[Excerpted data Boundary: Start]

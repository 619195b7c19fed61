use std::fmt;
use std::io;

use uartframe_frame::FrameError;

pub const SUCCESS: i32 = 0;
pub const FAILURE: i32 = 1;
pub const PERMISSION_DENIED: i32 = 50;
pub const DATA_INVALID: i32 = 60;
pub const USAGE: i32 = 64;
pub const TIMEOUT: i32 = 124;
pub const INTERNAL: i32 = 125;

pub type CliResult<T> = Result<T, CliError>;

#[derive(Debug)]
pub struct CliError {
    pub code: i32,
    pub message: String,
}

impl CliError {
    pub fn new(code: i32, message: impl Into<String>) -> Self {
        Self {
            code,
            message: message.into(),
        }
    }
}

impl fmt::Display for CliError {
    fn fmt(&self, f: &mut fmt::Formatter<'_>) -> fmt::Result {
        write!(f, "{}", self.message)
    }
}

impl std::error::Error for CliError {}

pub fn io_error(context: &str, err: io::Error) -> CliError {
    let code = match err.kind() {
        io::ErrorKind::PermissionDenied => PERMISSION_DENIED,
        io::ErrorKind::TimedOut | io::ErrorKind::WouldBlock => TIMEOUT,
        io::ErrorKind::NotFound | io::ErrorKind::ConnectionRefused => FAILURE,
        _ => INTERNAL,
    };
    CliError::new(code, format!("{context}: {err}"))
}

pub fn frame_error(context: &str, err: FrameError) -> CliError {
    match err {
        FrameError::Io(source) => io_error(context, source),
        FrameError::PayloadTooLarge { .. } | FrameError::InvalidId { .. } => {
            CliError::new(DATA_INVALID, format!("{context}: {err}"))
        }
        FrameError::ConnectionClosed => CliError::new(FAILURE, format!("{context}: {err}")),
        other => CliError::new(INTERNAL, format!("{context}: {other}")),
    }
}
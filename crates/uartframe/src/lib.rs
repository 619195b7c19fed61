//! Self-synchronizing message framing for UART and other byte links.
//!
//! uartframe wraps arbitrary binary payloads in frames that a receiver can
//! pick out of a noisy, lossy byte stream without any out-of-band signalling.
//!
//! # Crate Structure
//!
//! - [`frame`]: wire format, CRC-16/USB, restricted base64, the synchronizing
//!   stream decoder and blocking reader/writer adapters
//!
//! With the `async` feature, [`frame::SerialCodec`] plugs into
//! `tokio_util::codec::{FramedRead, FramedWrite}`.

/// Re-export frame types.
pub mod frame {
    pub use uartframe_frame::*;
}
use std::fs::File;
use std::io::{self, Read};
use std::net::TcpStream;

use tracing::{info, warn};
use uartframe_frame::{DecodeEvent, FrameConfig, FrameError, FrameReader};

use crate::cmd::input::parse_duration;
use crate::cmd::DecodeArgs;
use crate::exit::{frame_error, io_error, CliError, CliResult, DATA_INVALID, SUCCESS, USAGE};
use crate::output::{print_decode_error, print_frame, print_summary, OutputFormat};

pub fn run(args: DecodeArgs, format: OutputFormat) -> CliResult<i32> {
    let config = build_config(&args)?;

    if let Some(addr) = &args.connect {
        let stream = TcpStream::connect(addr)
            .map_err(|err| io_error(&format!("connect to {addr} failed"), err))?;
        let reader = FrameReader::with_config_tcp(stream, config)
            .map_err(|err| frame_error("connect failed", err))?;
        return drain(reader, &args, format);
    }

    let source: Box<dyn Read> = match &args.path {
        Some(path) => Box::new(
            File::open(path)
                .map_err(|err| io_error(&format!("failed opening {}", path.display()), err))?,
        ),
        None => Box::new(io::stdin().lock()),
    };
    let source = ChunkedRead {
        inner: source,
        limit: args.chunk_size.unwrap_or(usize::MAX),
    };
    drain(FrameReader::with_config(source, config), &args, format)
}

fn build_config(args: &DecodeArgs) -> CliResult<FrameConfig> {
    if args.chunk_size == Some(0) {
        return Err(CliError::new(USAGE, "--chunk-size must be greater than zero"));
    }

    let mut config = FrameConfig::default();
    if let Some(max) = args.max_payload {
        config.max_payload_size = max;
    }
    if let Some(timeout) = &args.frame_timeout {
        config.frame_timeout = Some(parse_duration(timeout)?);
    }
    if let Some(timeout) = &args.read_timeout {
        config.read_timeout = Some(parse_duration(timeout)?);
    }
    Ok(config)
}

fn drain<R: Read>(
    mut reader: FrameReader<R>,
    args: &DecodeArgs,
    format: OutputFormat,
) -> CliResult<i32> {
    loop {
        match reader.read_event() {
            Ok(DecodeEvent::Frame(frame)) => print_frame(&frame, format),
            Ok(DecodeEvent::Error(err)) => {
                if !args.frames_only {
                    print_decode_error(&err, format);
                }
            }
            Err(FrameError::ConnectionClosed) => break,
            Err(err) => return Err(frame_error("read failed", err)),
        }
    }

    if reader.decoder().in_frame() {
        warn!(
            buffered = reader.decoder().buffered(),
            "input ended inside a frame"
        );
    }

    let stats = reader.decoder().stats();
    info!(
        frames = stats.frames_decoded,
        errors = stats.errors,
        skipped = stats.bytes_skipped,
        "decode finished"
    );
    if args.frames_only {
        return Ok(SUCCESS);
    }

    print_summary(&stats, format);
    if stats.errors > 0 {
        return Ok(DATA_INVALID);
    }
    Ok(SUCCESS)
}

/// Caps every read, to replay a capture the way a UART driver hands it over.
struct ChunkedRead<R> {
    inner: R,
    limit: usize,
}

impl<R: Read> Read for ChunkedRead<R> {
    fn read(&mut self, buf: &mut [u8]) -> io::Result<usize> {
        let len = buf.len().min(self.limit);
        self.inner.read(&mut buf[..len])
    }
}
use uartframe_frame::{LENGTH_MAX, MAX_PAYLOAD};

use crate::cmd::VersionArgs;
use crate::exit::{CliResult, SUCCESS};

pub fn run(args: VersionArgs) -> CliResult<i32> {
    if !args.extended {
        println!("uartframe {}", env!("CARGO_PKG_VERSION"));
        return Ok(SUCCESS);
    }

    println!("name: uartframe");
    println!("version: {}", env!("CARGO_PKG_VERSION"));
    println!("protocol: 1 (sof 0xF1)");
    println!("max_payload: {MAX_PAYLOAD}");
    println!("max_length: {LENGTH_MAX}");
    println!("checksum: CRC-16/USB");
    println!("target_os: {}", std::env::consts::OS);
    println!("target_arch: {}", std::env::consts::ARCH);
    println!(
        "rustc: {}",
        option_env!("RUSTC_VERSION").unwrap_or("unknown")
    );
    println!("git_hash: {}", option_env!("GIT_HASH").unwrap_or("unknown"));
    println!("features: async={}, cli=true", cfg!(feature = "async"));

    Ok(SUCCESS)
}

[Excerpted data Boundary: End]

■ **Task details**
Exactly as they are written, print the entries again.

■ **Response to the exercise**
repository 619195b7c19fed61
use std::fmt;
use std::io;

use uartframe_frame::FrameError;

pub const SUCCESS: i32 = 0;
pub const FAILURE: i32 = 1;
pub const PERMISSION_DENIED: i32 = 50;
pub const DATA_INVALID: i32 = 60;
pub const USAGE: i32 = 64;
pub const TIMEOUT: i32 = 124;
pub const INTERNAL: i32 = 125;

pub type CliResult<T> = Result<T, CliError>;

#[derive(Debug)]
pub struct CliError {
    pub code: i32,
    pub message: String,
}

impl CliError {
    pub fn new(code: i32, message: impl Into<String>) -> Self {
        Self {
            code,
            message: message.into(),
        }
    }
}

impl fmt::Display for CliError {
    fn fmt(&self, f: &mut fmt::Formatter<'_>) -> fmt::Result {
        write!(f, "{}", self.message)
    }
}

impl std::error::Error for CliError {}

pub fn io_error(context: &str, err: io::Error) -> CliError {
    let code = match err.kind() {
        io::ErrorKind::PermissionDenied => PERMISSION_DENIED,
        io::ErrorKind::TimedOut | io::ErrorKind::WouldBlock => TIMEOUT,
        io::ErrorKind::NotFound | io::ErrorKind::ConnectionRefused => FAILURE,
        _ => INTERNAL,
    };
    CliError::new(code, format!("{context}: {err}"))
}

pub fn frame_error(context: &str, err: FrameError) -> CliError {
    match err {
        FrameError::Io(source) => io_error(context, source),
        FrameError::PayloadTooLarge { .. } | FrameError::InvalidId { .. } => {
            CliError::new(DATA_INVALID, format!("{context}: {err}"))
        }
        FrameError::ConnectionClosed => CliError::new(FAILURE, format!("{context}: {err}")),
        other => CliError::new(INTERNAL, format!("{context}: {other}")),
    }
}
filename crates/uartframe/src/lib.rs
repository 619195b7c19fed61
//! Self-synchronizing message framing for UART and other byte links.
//!
//! uartframe wraps arbitrary binary payloads in frames that a receiver can
//! pick out of a noisy, lossy byte stream without any out-of-band signalling.
//!
//! # Crate Structure
//!
//! - [`frame`]: wire format, CRC-16/USB, restricted base64, the synchronizing
//!   stream decoder and blocking reader/writer adapters
//!
//! With the `async` feature, [`frame::SerialCodec`] plugs into
//! `tokio_util::codec::{FramedRead, FramedWrite}`.

/// Re-export frame types.
pub mod frame {
    pub use uartframe_frame::*;
}
use std::fs::File;
use std::io::{self, Read};
use std::net::TcpStream;

use tracing::{info, warn};
use uartframe_frame::{DecodeEvent, FrameConfig, FrameError, FrameReader};

use crate::cmd::input::parse_duration;
use crate::cmd::DecodeArgs;
use crate::exit::{frame_error, io_error, CliError, CliResult, DATA_INVALID, SUCCESS, USAGE};
use crate::output::{print_decode_error, print_frame, print_summary, OutputFormat};

pub fn run(args: DecodeArgs, format: OutputFormat) -> CliResult<i32> {
    let config = build_config(&args)?;

    if let Some(addr) = &args.connect {
        let stream = TcpStream::connect(addr)
            .map_err(|err| io_error(&format!("connect to {addr} failed"), err))?;
        let reader = FrameReader::with_config_tcp(stream, config)
            .map_err(|err| frame_error("connect failed", err))?;
        return drain(reader, &args, format);
    }

    let source: Box<dyn Read> = match &args.path {
        Some(path) => Box::new(
            File::open(path)
                .map_err(|err| io_error(&format!("failed opening {}", path.display()), err))?,
        ),
        None => Box::new(io::stdin().lock()),
    };
    let source = ChunkedRead {
        inner: source,
        limit: args.chunk_size.unwrap_or(usize::MAX),
    };
    drain(FrameReader::with_config(source, config), &args, format)
}

fn build_config(args: &DecodeArgs) -> CliResult<FrameConfig> {
    if args.chunk_size == Some(0) {
        return Err(CliError::new(USAGE, "--chunk-size must be greater than zero"));
    }

    let mut config = FrameConfig::default();
    if let Some(max) = args.max_payload {
        config.max_payload_size = max;
    }
    if let Some(timeout) = &args.frame_timeout {
        config.frame_timeout = Some(parse_duration(timeout)?);
    }
    if let Some(timeout) = &args.read_timeout {
        config.read_timeout = Some(parse_duration(timeout)?);
    }
    Ok(config)
}

fn drain<R: Read>(
    mut reader: FrameReader<R>,
    args: &DecodeArgs,
    format: OutputFormat,
) -> CliResult<i32> {
    loop {
        match reader.read_event() {
            Ok(DecodeEvent::Frame(frame)) => print_frame(&frame, format),
            Ok(DecodeEvent::Error(err)) => {
                if !args.frames_only {
                    print_decode_error(&err, format);
                }
            }
            Err(FrameError::ConnectionClosed) => break,
            Err(err) => return Err(frame_error("read failed", err)),
        }
    }

    if reader.decoder().in_frame() {
        warn!(
            buffered = reader.decoder().buffered(),
            "input ended inside a frame"
        );
    }

    let stats = reader.decoder().stats();
    info!(
        frames = stats.frames_decoded,
        errors = stats.errors,
        skipped = stats.bytes_skipped,
        "decode finished"
    );
    if args.frames_only {
        return Ok(SUCCESS);
    }

    print_summary(&stats, format);
    if stats.errors > 0 {
        return Ok(DATA_INVALID);
    }
    Ok(SUCCESS)
}

/// Caps every read, to replay a capture the way a UART driver hands it over.
struct ChunkedRead<R> {
    inner: R,
    limit: usize,
}

impl<R: Read> Read for ChunkedRead<R> {
    fn read(&mut self, buf: &mut [u8]) -> io::Result<usize> {
        let len = buf.len().min(self.limit);
        self.inner.read(&mut buf[..len])
    }
}
use uartframe_frame::{LENGTH_MAX, MAX_PAYLOAD};

use crate::cmd::VersionArgs;
use crate::exit::{CliResult, SUCCESS};

pub fn run(args: VersionArgs) -> CliResult<i32> {
    if !args.extended {
        println!("uartframe {}", env!("CARGO_PKG_VERSION"));
        return Ok(SUCCESS);
    }

    println!("name: uartframe");
    println!("version: {}", env!("CARGO_PKG_VERSION"));
    println!("protocol: 1 (sof 0xF1)");
    println!("max_payload: {MAX_PAYLOAD}");
    println!("max_length: {LENGTH_MAX}");
    println!("checksum: CRC-16/USB");
    println!("target_os: {}", std::env::consts::OS);
    println!("target_arch: {}", std::env::consts::ARCH);
    println!(
        "rustc: {}",
        option_env!("RUSTC_VERSION").unwrap_or("unknown")
    );
    println!("git_hash: {}", option_env!("GIT_HASH").unwrap_or("unknown"));
    println!("features: async={}, cli=true", cfg!(feature = "async"));

    Ok(SUCCESS)
}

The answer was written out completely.